= Your instructions =
Reply solely with the number of lines, in the records underneath, that include the word "CareerRoot".

==== Records for this exercise

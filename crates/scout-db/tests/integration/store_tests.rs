mod common;

use chrono::{Duration, Utc};

use scout_db::Database;
use scout_core::models::{NewJob, NewSource, PageType, SourceType};
use scout_core::traits::{JobStore, SourceStore};

use common::setup_test_db;

#[tokio::test]
async fn add_source_is_idempotent_on_normalized_url() {
    let (pool, _container) = setup_test_db().await;
    let db = Database::from_pool(pool);

    let (id1, existed1) = db
        .add_source(NewSource::candidate(
            "https://www.acme.com/careers/",
            SourceType::CompanyPage,
        ))
        .await
        .unwrap();
    assert!(!existed1);

    let (id2, existed2) = db
        .add_source(NewSource::approved(
            "https://acme.com/careers",
            SourceType::CompanyPage,
            PageType::CareerRoot,
            0.85,
            "title_pattern",
        ))
        .await
        .unwrap();
    assert!(existed2);
    assert_eq!(id1, id2);

    let source = db
        .find_source_by_url("https://acme.com/careers")
        .await
        .unwrap()
        .expect("source should exist");
    assert_eq!(source.page_type, PageType::CareerRoot);
    assert_eq!(source.classification_reason, "title_pattern");
    assert!(source.is_job_site);
}

#[tokio::test]
async fn canonical_resolution_aliases_the_lower_priority_url() {
    let (pool, _container) = setup_test_db().await;
    let db = Database::from_pool(pool);

    db.add_source(NewSource::approved(
        "https://acme.com/jobs",
        SourceType::CompanyPage,
        PageType::JobList,
        0.7,
        "job_links",
    ))
    .await
    .unwrap();

    let (canonical, is_alias) = db
        .resolve_canonical_source("https://acme.com/careers", "acme.com", PageType::CareerRoot)
        .await
        .unwrap();
    assert_eq!(canonical, "https://acme.com/careers");
    assert!(!is_alias);

    let old = db
        .find_source_by_url("https://acme.com/jobs")
        .await
        .unwrap()
        .expect("old canonical should exist");
    assert!(old.is_alias);
    assert_eq!(old.canonical_url.as_deref(), Some("https://acme.com/careers"));

    // Exactly one canonical row remains for the host.
    let canonical_row = db
        .get_canonical_source_by_host("acme.com")
        .await
        .unwrap()
        .expect("canonical should exist");
    assert!(!canonical_row.is_alias);
}

#[tokio::test]
async fn save_job_preserves_posted_at_across_upserts() {
    let (pool, _container) = setup_test_db().await;
    let db = Database::from_pool(pool);

    let first_seen = Utc::now() - Duration::days(5);
    let job = NewJob {
        source_id: 0,
        source_type: SourceType::JobBoard,
        url: "https://remoteok.com/remote-jobs/1".into(),
        title: "Go Engineer".into(),
        description: "Build services".into(),
        company: "Acme".into(),
        location: "Remote".into(),
        salary_range: Some("$90k-$120k".into()),
        posted_at: Some(first_seen),
        match_score: 80,
        match_summary: "good".into(),
    };
    db.save_job(job.clone()).await.unwrap();

    let mut second = job;
    second.posted_at = Some(Utc::now());
    second.match_score = 90;
    db.save_job(second).await.unwrap();

    let (jobs, total, active_total) = db.get_jobs(10, 0).await.unwrap();
    assert_eq!(total, 1);
    assert_eq!(active_total, 1);
    let saved = &jobs[0];
    assert_eq!(saved.match_score, 90);
    let drift = (saved.posted_at.unwrap() - first_seen).num_seconds().abs();
    assert!(drift < 2, "posted_at should keep its first value");
}

#[tokio::test]
async fn job_state_flags_and_retention() {
    let (pool, _container) = setup_test_db().await;
    let db = Database::from_pool(pool);

    let job = NewJob {
        source_id: 0,
        source_type: SourceType::JobBoard,
        url: "https://acme.com/jobs/old".into(),
        title: "Old role".into(),
        description: String::new(),
        company: String::new(),
        location: String::new(),
        salary_range: None,
        posted_at: Some(Utc::now() - Duration::days(45)),
        match_score: 70,
        match_summary: String::new(),
    };
    db.save_job(job).await.unwrap();

    let (jobs, ..) = db.get_jobs(10, 0).await.unwrap();
    db.mark_job_applied(jobs[0].id).await.unwrap();

    let (jobs, _, active_total) = db.get_jobs(10, 0).await.unwrap();
    assert!(jobs[0].applied);
    assert!(jobs[0].applied_at.is_some());
    assert_eq!(active_total, 1);

    let deleted = db.delete_old_jobs(Duration::days(30)).await.unwrap();
    assert_eq!(deleted, 1);
    let (_, total, _) = db.get_jobs(10, 0).await.unwrap();
    assert_eq!(total, 0);
}

#[tokio::test]
async fn source_error_bookkeeping_round_trips() {
    let (pool, _container) = setup_test_db().await;
    let db = Database::from_pool(pool);

    let (id, _) = db
        .add_source(NewSource::approved(
            "https://acme.com/careers",
            SourceType::CompanyPage,
            PageType::CareerRoot,
            0.8,
            "x",
        ))
        .await
        .unwrap();

    let long_message = "e".repeat(2000);
    db.mark_source_error(id, scout_core::ErrorKind::Network, &long_message)
        .await
        .unwrap();

    let source = db
        .find_source_by_url("https://acme.com/careers")
        .await
        .unwrap()
        .unwrap();
    assert_eq!(source.last_error_type.as_deref(), Some("network"));
    assert_eq!(source.last_error_message.unwrap().len(), 800);

    db.clear_source_error(id).await.unwrap();
    let source = db
        .find_source_by_url("https://acme.com/careers")
        .await
        .unwrap()
        .unwrap();
    assert!(source.last_error_type.is_none());
}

========

= Written reply =
4